Но и в форме viva vox слово само по себе бессильно, если нет идущего навстречу «духа в сердце» – без конгениальности воспринимающего, без «conformem esse verbo», как говорил Лютер. И наилучшим образом содействовать этому должен именно этот дух. Там же, где он есть, очень часто достаточно малейшего раздражения, отдаленнейшего внешнего побуждения. Удивительно, как мало иной раз надо от речи – причем зачастую очень неуклюжей и запутанной, – чтобы привести дух в сильнейшее, непременнейшее возбуждение. И там, где он «веет», там имеются и рациональные словесные выражения– по большей части означающие лишь нечто общее для всякой душевной жизни, – достаточно сильные для того, чтобы вызвать отзвук в душе.
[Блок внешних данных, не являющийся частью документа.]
//! Bounded, time-ordered histories of poses and inertial samples.
//!
//! Newest-first: `push` prepends at the front, eviction happens at the back
//! when either the capacity or the age window is exceeded. Entries are
//! immutable once recorded.

use std::collections::VecDeque;

use crate::geometry::SE3;
use crate::imu::ImuSample;

/// Default capacity of both histories.
pub const DEFAULT_CAPACITY: usize = 100;

/// Entries older than this relative to the newest are pruned (seconds).
pub const AGE_WINDOW_S: f64 = 1.0;

/// A pose tagged with its timestamp (seconds).
#[derive(Debug, Clone)]
pub struct TimedPose {
    pub pose: SE3,
    pub timestamp_s: f64,
}

impl TimedPose {
    pub fn new(pose: SE3, timestamp_s: f64) -> Self {
        Self { pose, timestamp_s }
    }
}

/// Newest-first bounded pose history.
#[derive(Debug, Clone)]
pub struct PoseHistory {
    entries: VecDeque<TimedPose>,
    capacity: usize,
}

impl PoseHistory {
    pub fn new(capacity: usize) -> Self {
        Self {
            entries: VecDeque::with_capacity(capacity),
            capacity,
        }
    }

    /// Record a pose at the front; rejects timestamps older than the newest
    /// entry so the history stays monotonic.
    pub fn push(&mut self, pose: TimedPose) -> bool {
        if let Some(newest) = self.entries.front() {
            if pose.timestamp_s < newest.timestamp_s {
                return false;
            }
        }
        self.entries.push_front(pose);
        self.prune();
        true
    }

    fn prune(&mut self) {
        while self.entries.len() > self.capacity {
            self.entries.pop_back();
        }
        if let Some(newest_ts) = self.entries.front().map(|p| p.timestamp_s) {
            while self
                .entries
                .back()
                .is_some_and(|p| newest_ts - p.timestamp_s > AGE_WINDOW_S)
            {
                self.entries.pop_back();
            }
        }
    }

    /// Most recent entry.
    pub fn latest(&self) -> Option<&TimedPose> {
        self.entries.front()
    }

    /// Entry `i` steps back from the newest (0 = newest).
    pub fn get(&self, i: usize) -> Option<&TimedPose> {
        self.entries.get(i)
    }

    pub fn len(&self) -> usize {
        self.entries.len()
    }

    pub fn is_empty(&self) -> bool {
        self.entries.is_empty()
    }

    /// Iterate newest to oldest.
    pub fn iter(&self) -> impl Iterator<Item = &TimedPose> {
        self.entries.iter()
    }

    pub fn clear(&mut self) {
        self.entries.clear();
    }
}

impl Default for PoseHistory {
    fn default() -> Self {
        Self::new(DEFAULT_CAPACITY)
    }
}

/// Newest-first bounded inertial history.
#[derive(Debug, Clone)]
pub struct InertialHistory {
    entries: VecDeque<ImuSample>,
    capacity: usize,
}

impl InertialHistory {
    pub fn new(capacity: usize) -> Self {
        Self {
            entries: VecDeque::with_capacity(capacity),
            capacity,
        }
    }

    pub fn push(&mut self, sample: ImuSample) -> bool {
        if let Some(newest) = self.entries.front() {
            if sample.timestamp_s < newest.timestamp_s {
                return false;
            }
        }
        self.entries.push_front(sample);
        while self.entries.len() > self.capacity {
            self.entries.pop_back();
        }
        if let Some(newest_ts) = self.entries.front().map(|s| s.timestamp_s) {
            while self
                .entries
                .back()
                .is_some_and(|s| newest_ts - s.timestamp_s > AGE_WINDOW_S)
            {
                self.entries.pop_back();
            }
        }
        true
    }

    pub fn latest(&self) -> Option<&ImuSample> {
        self.entries.front()
    }

    pub fn len(&self) -> usize {
        self.entries.len()
    }

    pub fn is_empty(&self) -> bool {
        self.entries.is_empty()
    }

    pub fn iter(&self) -> impl Iterator<Item = &ImuSample> {
        self.entries.iter()
    }

    pub fn clear(&mut self) {
        self.entries.clear();
    }
}

impl Default for InertialHistory {
    fn default() -> Self {
        Self::new(DEFAULT_CAPACITY)
    }
}

#[cfg(test)]
mod tests {
    use super::*;
    use nalgebra::Vector3;

    fn pose_at(t: f64) -> TimedPose {
        TimedPose::new(SE3::identity(), t)
    }

    #[test]
    fn test_newest_first_order() {
        let mut history = PoseHistory::new(10);
        history.push(pose_at(0.0));
        history.push(pose_at(0.1));
        history.push(pose_at(0.2));

        assert_eq!(history.len(), 3);
        assert_eq!(history.latest().unwrap().timestamp_s, 0.2);
        assert_eq!(history.get(2).unwrap().timestamp_s, 0.0);
    }

    #[test]
    fn test_capacity_eviction() {
        let mut history = PoseHistory::new(3);
        for i in 0..5 {
            history.push(pose_at(i as f64 * 0.01));
        }
        assert_eq!(history.len(), 3);
        assert_eq!(history.get(2).unwrap().timestamp_s, 0.02);
    }

    #[test]
    fn test_age_window_pruning() {
        let mut history = PoseHistory::new(100);
        history.push(pose_at(0.0));
        history.push(pose_at(0.5));
        history.push(pose_at(1.6));

        // The t=0.0 and t=0.5 entries are older than 1s relative to 1.6
        assert_eq!(history.len(), 1);
        assert_eq!(history.latest().unwrap().timestamp_s, 1.6);
    }

    #[test]
    fn test_rejects_backwards_timestamps() {
        let mut history = PoseHistory::new(10);
        assert!(history.push(pose_at(1.0)));
        assert!(!history.push(pose_at(0.5)));
        assert_eq!(history.len(), 1);
    }

    #[test]
    fn test_inertial_history_eviction() {
        let mut history = InertialHistory::new(2);
        for i in 0..4 {
            history.push(ImuSample::new(
                i as f64 * 0.01,
                Vector3::zeros(),
                Vector3::zeros(),
            ));
        }
        assert_eq!(history.len(), 2);
        assert_eq!(history.latest().unwrap().timestamp_s, 0.03);
    }
}
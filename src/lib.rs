pub mod error;
pub mod fusion;
pub mod geometry;
pub mod imu;
pub mod predict;

pub use error::FusionError;
pub use fusion::{FusionConfig, FusionEngine, FusionState};
pub use predict::{HeadsetState, InteractionMode, MotionPredictor, PredictionConfig};
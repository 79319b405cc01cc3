//! Fusion tracking state machine.

/// State of the fusion engine. Exactly one state is active at a time and
/// transitions are the only way it changes. `Lost` and `Relocalizing` are
/// recoverable, not terminal.
#[derive(Debug, Clone, Copy, PartialEq, Eq)]
pub enum FusionState {
    /// Neither an inertial sample nor a visual pose has been observed yet.
    Uninitialized,
    /// Buffering inertial data for gravity estimation and waiting for
    /// visual tracking to report enough features.
    Initializing,
    /// Steady-state tracking with good visual support.
    TrackingNominal,
    /// Angular rate or acceleration exceeded the rapid-motion thresholds;
    /// inertial data dominates.
    TrackingRapid,
    /// Visual feature count below minimum; tracking on visual updates of
    /// degraded quality.
    TrackingVisual,
    /// Steady-state update starved of inertial data.
    Lost,
    /// Actively retrying relocalization every tick.
    Relocalizing,
}

impl FusionState {
    /// True for the three steady-state tracking variants.
    pub fn is_tracking(self) -> bool {
        matches!(
            self,
            FusionState::TrackingNominal | FusionState::TrackingRapid | FusionState::TrackingVisual
        )
    }
}

impl Default for FusionState {
    fn default() -> Self {
        Self::Uninitialized
    }
}
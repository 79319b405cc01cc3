//! Multi-model forward pose prediction.
//!
//! The predictor consumes the pose/inertial histories and produces a pose at
//! a requested future horizon. Model selection walks a fidelity ladder,
//! degrading gracefully with available history:
//!
//! 1. inertial propagation (gyro + gravity-compensated accelerometer)
//! 2. jerk extrapolation (cubic, >= 4 poses)
//! 3. constant acceleration (quadratic, >= 3 poses)
//! 4. constant velocity (linear, >= 2 poses)
//! 5. identity (single pose)
//!
//! A 16-state Kalman estimator runs alongside and can be selected as the
//! active model through `PredictionConfig::model`.

use nalgebra::{UnitQuaternion, Vector3};

use crate::geometry::SE3;
use crate::imu::{GRAVITY, ImuSample};

use super::behavior::UserBehaviorModel;
use super::config::{HeadsetState, InteractionMode, PredictionConfig, PredictionModel};
use super::history::{InertialHistory, PoseHistory, TimedPose};
use super::kalman::KalmanEstimator;

/// Horizon cap while the device is stationary (ms).
const STATIONARY_HORIZON_MS: f64 = 5.0;

/// Fraction of the configured horizon allowed during fast movement.
const FAST_HORIZON_FRACTION: f64 = 0.8;

/// Forward pose predictor over bounded pose/inertial histories.
pub struct MotionPredictor {
    config: PredictionConfig,
    interaction_mode: InteractionMode,
    poses: PoseHistory,
    inertial: InertialHistory,
    kalman: KalmanEstimator,
    behavior: UserBehaviorModel,

    // Exponentially smoothed finite differences over the pose history.
    lin_vel: Vector3<f64>,
    ang_vel: Vector3<f64>,
    lin_acc: Vector3<f64>,
    ang_acc: Vector3<f64>,
    lin_jerk: Vector3<f64>,

    /// Velocity initial condition for inertial propagation, supplied by the
    /// fusion engine's canonical estimate when available.
    engine_velocity: Option<Vector3<f64>>,
    gravity: Vector3<f64>,
    state: HeadsetState,
}

impl MotionPredictor {
    pub fn new(config: PredictionConfig) -> Self {
        Self {
            config,
            interaction_mode: InteractionMode::default(),
            poses: PoseHistory::default(),
            inertial: InertialHistory::default(),
            kalman: KalmanEstimator::default(),
            behavior: UserBehaviorModel::new(),
            lin_vel: Vector3::zeros(),
            ang_vel: Vector3::zeros(),
            lin_acc: Vector3::zeros(),
            ang_acc: Vector3::zeros(),
            lin_jerk: Vector3::zeros(),
            engine_velocity: None,
            gravity: GRAVITY,
            state: HeadsetState::Stationary,
        }
    }

    pub fn config(&self) -> &PredictionConfig {
        &self.config
    }

    /// Replace the configuration. The only mutation path for prediction
    /// tunables.
    pub fn set_config(&mut self, config: PredictionConfig) {
        self.config = config;
    }

    pub fn set_horizon_ms(&mut self, horizon_ms: f64) {
        self.config.horizon_ms = horizon_ms.max(0.0);
    }

    pub fn set_interaction_mode(&mut self, mode: InteractionMode) {
        self.interaction_mode = mode;
    }

    /// World gravity vector used for inertial propagation; set by the
    /// engine once gravity is locked.
    pub fn set_gravity(&mut self, gravity: Vector3<f64>) {
        self.gravity = gravity;
    }

    /// Canonical linear velocity from the fusion engine, used as the
    /// initial condition for inertial propagation.
    pub fn set_velocity(&mut self, velocity: Vector3<f64>) {
        self.engine_velocity = Some(velocity);
    }

    /// Record a pose and refresh derivatives, the Kalman track, behavior
    /// statistics and the motion classification.
    pub fn add_pose(&mut self, pose: SE3, timestamp_s: f64) {
        if !self.poses.push(TimedPose::new(pose.clone(), timestamp_s)) {
            return;
        }
        self.refresh_derivatives();
        self.kalman.update_pose(&pose, timestamp_s);
        self.behavior.recompute(&self.poses, &self.config);
        self.state = self.classify_current();
    }

    /// Record a raw inertial sample and feed the Kalman inertial update.
    pub fn add_inertial(&mut self, gyro: Vector3<f64>, accel: Vector3<f64>, timestamp_s: f64) {
        if !self.inertial.push(ImuSample::new(timestamp_s, accel, gyro)) {
            return;
        }
        if self.kalman.is_initialized() {
            if let Some(latest) = self.poses.latest() {
                let accel_world = latest.pose.rotation * accel + self.gravity;
                self.kalman.update_inertial(gyro, accel_world, timestamp_s);
            }
        }
    }

    /// Current motion classification.
    pub fn classify(&self) -> HeadsetState {
        self.state
    }

    pub fn behavior(&self) -> &UserBehaviorModel {
        &self.behavior
    }

    pub fn pose_history_len(&self) -> usize {
        self.poses.len()
    }

    /// Forward-predict the pose `horizon_ms` past the newest recorded pose.
    /// Returns `None` until at least one pose has been recorded.
    pub fn predict(&self, horizon_ms: f64) -> Option<TimedPose> {
        let latest = self.poses.latest()?;
        let horizon = self.effective_horizon_ms(horizon_ms);
        let t = horizon / 1000.0;

        let pose = match self.config.model {
            PredictionModel::Auto => self.predict_auto(t),
            PredictionModel::Kalman => self
                .kalman
                .predict_pose(horizon)
                .unwrap_or_else(|| latest.pose.clone()),
            PredictionModel::Inertial => {
                self.predict_inertial(t).unwrap_or_else(|| self.predict_auto(t))
            }
            PredictionModel::Jerk => self.predict_jerk(t).unwrap_or_else(|| self.predict_auto(t)),
            PredictionModel::ConstantAcceleration => self
                .predict_constant_acceleration(t)
                .unwrap_or_else(|| self.predict_auto(t)),
            PredictionModel::ConstantVelocity => self
                .predict_constant_velocity(t)
                .unwrap_or_else(|| self.predict_auto(t)),
        };

        Some(TimedPose::new(pose, latest.timestamp_s + t))
    }

    /// Requested horizon after the latency offset, the hard cap, and the
    /// per-state / behavior adaptations.
    fn effective_horizon_ms(&self, horizon_ms: f64) -> f64 {
        let mut horizon = (horizon_ms + self.config.latency_offset_ms)
            .clamp(0.0, self.config.max_horizon_ms);
        if self.config.adaptive_prediction {
            horizon = match self.state {
                HeadsetState::Stationary => horizon.min(STATIONARY_HORIZON_MS),
                HeadsetState::FastMovement => {
                    horizon.min(FAST_HORIZON_FRACTION * self.config.horizon_ms)
                }
                _ => horizon,
            };
            horizon = self.behavior.adapted_horizon_ms(horizon);
        }
        horizon
    }

    fn predict_auto(&self, t: f64) -> SE3 {
        if self.config.use_inertial {
            if let Some(pose) = self.predict_inertial(t) {
                return pose;
            }
        }
        self.predict_jerk(t)
            .or_else(|| self.predict_constant_acceleration(t))
            .or_else(|| self.predict_constant_velocity(t))
            .unwrap_or_else(|| {
                // predict() guarantees at least one pose
                self.poses.latest().unwrap().pose.clone()
            })
    }

    /// Double-integrate the newest inertial sample from the newest pose:
    /// the gyro gives the rotation delta, the gravity-compensated
    /// accelerometer gives the world-frame acceleration.
    fn predict_inertial(&self, t: f64) -> Option<SE3> {
        if !self.config.use_inertial {
            return None;
        }
        let sample = self.inertial.latest()?;
        let latest = self.poses.latest()?;

        let rotation = latest.pose.rotation * UnitQuaternion::from_scaled_axis(sample.gyro * t);
        let accel_world = latest.pose.rotation * sample.accel + self.gravity;
        let velocity = self.engine_velocity.unwrap_or(self.lin_vel);
        let translation =
            latest.pose.translation + velocity * t + 0.5 * accel_world * t * t;

        Some(SE3 {
            rotation,
            translation,
        })
    }

    /// Cubic extrapolation from smoothed velocity, acceleration and jerk.
    fn predict_jerk(&self, t: f64) -> Option<SE3> {
        if self.poses.len() < 4 {
            return None;
        }
        let latest = self.poses.latest()?;

        let translation = latest.pose.translation
            + self.lin_vel * t
            + 0.5 * self.lin_acc * t * t
            + (1.0 / 6.0) * self.lin_jerk * t * t * t;
        let omega = self.ang_vel + 0.5 * self.ang_acc * t;
        let rotation = latest.pose.rotation * UnitQuaternion::from_scaled_axis(omega * t);

        Some(SE3 {
            rotation,
            translation,
        })
    }

    /// Quadratic extrapolation; the angular rate is extrapolated linearly
    /// and averaged with the current rate before integrating.
    fn predict_constant_acceleration(&self, t: f64) -> Option<SE3> {
        if self.poses.len() < 3 {
            return None;
        }
        let latest = self.poses.latest()?;

        let translation =
            latest.pose.translation + self.lin_vel * t + 0.5 * self.lin_acc * t * t;
        let omega_extrapolated = self.ang_vel + self.ang_acc * t;
        let omega = 0.5 * (self.ang_vel + omega_extrapolated);
        let rotation = latest.pose.rotation * UnitQuaternion::from_scaled_axis(omega * t);

        Some(SE3 {
            rotation,
            translation,
        })
    }

    /// Linear extrapolation with the latest smoothed velocities.
    fn predict_constant_velocity(&self, t: f64) -> Option<SE3> {
        if self.poses.len() < 2 {
            return None;
        }
        let latest = self.poses.latest()?;

        Some(SE3 {
            rotation: latest.pose.rotation
                * UnitQuaternion::from_scaled_axis(self.ang_vel * t),
            translation: latest.pose.translation + self.lin_vel * t,
        })
    }

    /// Finite differences across the newest 2-4 poses, exponentially
    /// smoothed. Angular rates are body-frame (right-multiplied deltas).
    fn refresh_derivatives(&mut self) {
        let alpha = self.config.smoothing_alpha;
        let Some((v01, w01, _)) = self.pair_rates(0) else {
            return;
        };
        self.lin_vel = ema(self.lin_vel, v01, alpha);
        self.ang_vel = ema(self.ang_vel, w01, alpha);

        let Some((v12, w12, dt01)) = self.pair_rates(1) else {
            return;
        };
        let raw_lin_acc = (v01 - v12) / dt01;
        let raw_ang_acc = (w01 - w12) / dt01;
        self.lin_acc = ema(self.lin_acc, raw_lin_acc, alpha);
        self.ang_acc = ema(self.ang_acc, raw_ang_acc, alpha);

        let Some((v23, _, dt12)) = self.pair_rates(2) else {
            return;
        };
        let prev_lin_acc = (v12 - v23) / dt12;
        let raw_jerk = (raw_lin_acc - prev_lin_acc) / dt01;
        self.lin_jerk = ema(self.lin_jerk, raw_jerk, alpha);
    }

    /// Linear/angular rate between history entries `i` and `i + 1`, plus the
    /// time step. `None` when the pair is missing or degenerate.
    fn pair_rates(&self, i: usize) -> Option<(Vector3<f64>, Vector3<f64>, f64)> {
        let newer = self.poses.get(i)?;
        let older = self.poses.get(i + 1)?;
        let dt = newer.timestamp_s - older.timestamp_s;
        if dt <= 1e-9 {
            return None;
        }
        let lin = (newer.pose.translation - older.pose.translation) / dt;
        let ang = (older.pose.rotation.inverse() * newer.pose.rotation).scaled_axis() / dt;
        Some((lin, ang, dt))
    }

    fn classify_current(&self) -> HeadsetState {
        let scale = self.interaction_mode.threshold_scale();
        let stationary_threshold = self.config.stationary_threshold * scale;
        let fast_threshold = self.config.fast_threshold * scale;
        let mut rotation_threshold = self.config.rotation_only_threshold * scale;
        if self.config.adaptive_prediction {
            rotation_threshold = self.behavior.adapted_rotation_threshold(rotation_threshold);
        }

        let lin_speed = self.lin_vel.norm();
        let ang_speed = self.ang_vel.norm();

        if lin_speed < stationary_threshold && ang_speed < 0.1 {
            HeadsetState::Stationary
        } else if lin_speed > fast_threshold {
            HeadsetState::FastMovement
        } else if lin_speed < rotation_threshold && ang_speed > 0.2 {
            HeadsetState::RotationOnly
        } else {
            HeadsetState::SlowMovement
        }
    }

    /// Drop all history, derivatives and the Kalman track.
    pub fn reset(&mut self) {
        self.poses.clear();
        self.inertial.clear();
        self.kalman.reset();
        self.behavior.reset();
        self.lin_vel = Vector3::zeros();
        self.ang_vel = Vector3::zeros();
        self.lin_acc = Vector3::zeros();
        self.ang_acc = Vector3::zeros();
        self.lin_jerk = Vector3::zeros();
        self.engine_velocity = None;
        self.state = HeadsetState::Stationary;
    }
}

fn ema(current: Vector3<f64>, sample: Vector3<f64>, alpha: f64) -> Vector3<f64> {
    sample * alpha + current * (1.0 - alpha)
}
//! Prediction configuration and motion classification types.

use serde::{Deserialize, Serialize};

/// Coarse classification of current device motion, driving adaptive
/// prediction horizons.
#[derive(Debug, Clone, Copy, PartialEq, Eq, Serialize, Deserialize)]
pub enum HeadsetState {
    Stationary,
    SlowMovement,
    FastMovement,
    RotationOnly,
}

impl HeadsetState {
    /// Index into per-state ratio arrays.
    pub fn index(self) -> usize {
        match self {
            HeadsetState::Stationary => 0,
            HeadsetState::SlowMovement => 1,
            HeadsetState::FastMovement => 2,
            HeadsetState::RotationOnly => 3,
        }
    }
}

impl Default for HeadsetState {
    fn default() -> Self {
        Self::Stationary
    }
}

/// User interaction mode; rescales the classification thresholds.
#[derive(Debug, Clone, Copy, PartialEq, Eq, Serialize, Deserialize)]
pub enum InteractionMode {
    /// Tighter thresholds: small motions matter more when seated.
    Seated,
    Standing,
    /// Looser thresholds: walking-scale motion is expected.
    RoomScale,
}

impl InteractionMode {
    /// Multiplier applied to all classification thresholds.
    pub fn threshold_scale(self) -> f64 {
        match self {
            InteractionMode::Seated => 0.5,
            InteractionMode::Standing => 1.0,
            InteractionMode::RoomScale => 1.5,
        }
    }
}

impl Default for InteractionMode {
    fn default() -> Self {
        Self::Standing
    }
}

/// Numerical prediction model selection.
///
/// `Auto` walks the fidelity ladder (inertial, jerk, constant-acceleration,
/// constant-velocity, identity) degrading with available history; the other
/// variants force a single model.
#[derive(Debug, Clone, Copy, PartialEq, Eq, Serialize, Deserialize)]
pub enum PredictionModel {
    Auto,
    ConstantVelocity,
    ConstantAcceleration,
    Jerk,
    Inertial,
    Kalman,
}

impl Default for PredictionModel {
    fn default() -> Self {
        Self::Auto
    }
}

/// Tunables for the motion predictor. Mutated only through explicit
/// setters on the predictor; read freely.
#[derive(Debug, Clone, Serialize, Deserialize)]
pub struct PredictionConfig {
    /// Default forward-prediction horizon (ms).
    pub horizon_ms: f64,
    /// Hard cap on any requested horizon (ms).
    pub max_horizon_ms: f64,
    /// |v| below which the device counts as stationary (m/s).
    pub stationary_threshold: f64,
    /// |v| above which the device counts as fast-moving (m/s).
    pub fast_threshold: f64,
    /// |v| below which rotation-dominant motion counts as rotation-only (m/s).
    pub rotation_only_threshold: f64,
    /// Scale horizons per headset state and behavior statistics.
    pub adaptive_prediction: bool,
    /// Extra horizon added to every request to cover pipeline latency (ms).
    pub latency_offset_ms: f64,
    /// Exponential smoothing factor for finite-difference derivatives.
    pub smoothing_alpha: f64,
    /// Prefer inertial propagation when samples are available.
    pub use_inertial: bool,
    /// Model selection.
    pub model: PredictionModel,
}

impl Default for PredictionConfig {
    fn default() -> Self {
        Self {
            horizon_ms: 16.0,
            max_horizon_ms: 50.0,
            stationary_threshold: 0.05,
            fast_threshold: 1.0,
            rotation_only_threshold: 0.1,
            adaptive_prediction: true,
            latency_offset_ms: 0.0,
            smoothing_alpha: 0.6,
            use_inertial: true,
            model: PredictionModel::Auto,
        }
    }
}
//! Command dispatch: bridges CLI args -> `ControllerClient` calls -> output.

pub mod address;
pub mod config_cmd;
pub mod get;
pub mod ping;

use jbctl_config::Config;
use jbctl_core::{ClientSettings, ControllerClient};

use crate::cli::{Command, GlobalOpts};
use crate::error::CliError;

/// Dispatch a controller-bound command to the appropriate handler.
pub fn dispatch(
    cmd: Command,
    settings: &ClientSettings,
    global: &GlobalOpts,
    cfg: &Config,
) -> Result<(), CliError> {
    let mut client = ControllerClient::from_settings(settings)?;
    match cmd {
        Command::Get(args) => get::handle(&mut client, &args, global, cfg),
        Command::Ping => ping::handle(&mut client, global),
        // Handled before dispatch
        Command::Address(_) | Command::Config(_) | Command::Completions(_) => unreachable!(),
    }
}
Пробуждение того, что было выражено ими лишь схематически, происходит тут же и едва ли нуждается в подмоге. Тот, кто читает Писание «в духе», живет в нуминозном, даже если он о нем не имеет ни малейшего понятия и не слыхал этого названия, даже если сам он не способен проанализировать свое собственное чувство и выделить его оттенки.

2. Непрямые

Прочие средства выражения и пробуждения нуминозного чувства являются непрямыми, т. е. это – все средства выражения родственных ему или схожих с ним естественных чувств. Такие чувства нам хорошо известны, они обнаруживаются всякий раз, когда мы размышляем о тех выразительных средствах, к которым религия прибегала повсеместно и с древнейших времен.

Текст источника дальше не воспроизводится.